My mother took one look at the little container I had picked out, and shook her head. "We're going to need something.. a bit bigger."

She was right. I now have many-vined tomato plant monsters, sprouting ample green arms up the wall, spilling over the large pot, and threatening to take over the entire patio. It's like Garden of Regime Change. Pretty soon the neighbouring poppies will start marching and waving signs saying "No Blood for Soil".

Anyway, I remarked on how the plants had yellow flowers, but no actual tomatoes.

"Hmm," said my mother, the much more experienced gardener. "Sounds like you need to do a little pollination assistance."

She went on to explain that although tomato flowers should be self-fertilizing, this may not be happening. No pollination, no tomatoes.

"Yeah, I know how that is." I said, a touch bitterly.
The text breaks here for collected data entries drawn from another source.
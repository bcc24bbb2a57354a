use serde::Serialize;

/// One located occurrence of the search term
#[derive(Debug, Clone, PartialEq, Eq, Serialize)]
pub struct Match {
    /// The matched slice of the original text (original casing)
    pub text: String,
    /// Byte offset into the original text where the match begins
    pub index: usize,
    /// Length of the match in bytes
    pub length: usize,
}

impl Match {
    /// Byte offset one past the end of the match
    pub fn end(&self) -> usize {
        self.index + self.length
    }
}
//! Configuration loading
//!
//! Reads `~/.config/textswap/config.toml`. Every section is optional and a
//! missing file means defaults.

mod types;

use std::fs;
use std::io::ErrorKind;
use std::path::{Path, PathBuf};

use log::debug;

use crate::error::TextSwapError;

pub use types::{ClipboardBackend, ClipboardConfig, Config, HighlightConfig, SearchConfig};

const CONFIG_DIR: &str = "textswap";
const CONFIG_FILE: &str = "config.toml";

pub fn config_path() -> Option<PathBuf> {
    dirs::home_dir().map(|p| p.join(".config").join(CONFIG_DIR).join(CONFIG_FILE))
}

/// Load config from an explicit path, or the default location.
///
/// An explicit path must exist; the default location may be absent.
pub fn load_config(explicit: Option<&Path>) -> Result<Config, TextSwapError> {
    if let Some(path) = explicit {
        return parse_config(&fs::read_to_string(path)?);
    }

    match config_path() {
        Some(path) => load_config_from_path(&path),
        None => Ok(Config::default()),
    }
}

pub fn load_config_from_path(path: &Path) -> Result<Config, TextSwapError> {
    match fs::read_to_string(path) {
        Ok(contents) => parse_config(&contents),
        Err(e) if e.kind() == ErrorKind::NotFound => {
            debug!("No config at {}, using defaults", path.display());
            Ok(Config::default())
        }
        Err(e) => Err(e.into()),
    }
}

pub fn parse_config(content: &str) -> Result<Config, TextSwapError> {
    toml::from_str(content).map_err(|e| TextSwapError::Config(e.to_string()))
}

#[cfg(test)]
#[path = "config_tests.rs"]
mod config_tests;
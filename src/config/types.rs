// Configuration type definitions

use serde::Deserialize;

use crate::highlight::DEFAULT_HIGHLIGHT_CLASS;
use crate::search::SearchOptions;

/// Clipboard backend selection
#[derive(Debug, Clone, Copy, PartialEq, Eq, Deserialize, Default)]
#[serde(rename_all = "lowercase")]
pub enum ClipboardBackend {
    #[default]
    Auto,
    System,
    Osc52,
}

/// Clipboard configuration section
#[derive(Debug, Clone, Default, Deserialize)]
pub struct ClipboardConfig {
    #[serde(default)]
    pub backend: ClipboardBackend,
}

/// Default search modifiers, overridable per invocation
#[derive(Debug, Clone, Copy, Default, Deserialize)]
pub struct SearchConfig {
    #[serde(default)]
    pub case_sensitive: bool,
    #[serde(default)]
    pub whole_word: bool,
}

impl SearchConfig {
    pub fn options(&self) -> SearchOptions {
        SearchOptions::new(self.case_sensitive, self.whole_word)
    }
}

/// Highlight markup section
#[derive(Debug, Clone, Deserialize)]
pub struct HighlightConfig {
    #[serde(default = "default_highlight_class")]
    pub class: String,
}

fn default_highlight_class() -> String {
    DEFAULT_HIGHLIGHT_CLASS.to_string()
}

impl Default for HighlightConfig {
    fn default() -> Self {
        HighlightConfig {
            class: default_highlight_class(),
        }
    }
}

/// Root configuration structure
#[derive(Debug, Clone, Default, Deserialize)]
pub struct Config {
    #[serde(default)]
    pub clipboard: ClipboardConfig,
    #[serde(default)]
    pub search: SearchConfig,
    #[serde(default)]
    pub highlight: HighlightConfig,
}
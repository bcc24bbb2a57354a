use thiserror::Error;

/// Custom error types for textswap
#[derive(Debug, Error)]
pub enum TextSwapError {
    #[error("Invalid input: {0}")]
    InvalidInput(String),

    #[error("Invalid config: {0}")]
    Config(String),

    #[error("No matches to replace")]
    NothingToReplace,

    #[error("No replacement text given")]
    MissingReplacement,

    #[error("IO error: {0}")]
    Io(#[from] std::io::Error),
}

#[cfg(test)]
#[path = "error_tests.rs"]
mod error_tests;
The solution, she said, was to try a little manual pollination with a Q-tip.

I traipsed out the following day, and gamely probed at the little buds. Further Googlage suggests I should just try shaking them to loosen things up. But I don't think that's going to help-it's mighty windy at times here, and surely there has already been enough shaking to pollinate this small army of tomato plants. I guess we'll just have to wait and see.

Infertile tomatoes. Figures.

At least my research confirmed my suspicions that those plants are up to no good. To see what I mean, check out this.

Monday, July 26, 2004

Pencil me in

As part of the whole Sperm Meets Egg Action Plan this month, E. e-mailed me at work this morning to ask me for a note of "the crucial dates".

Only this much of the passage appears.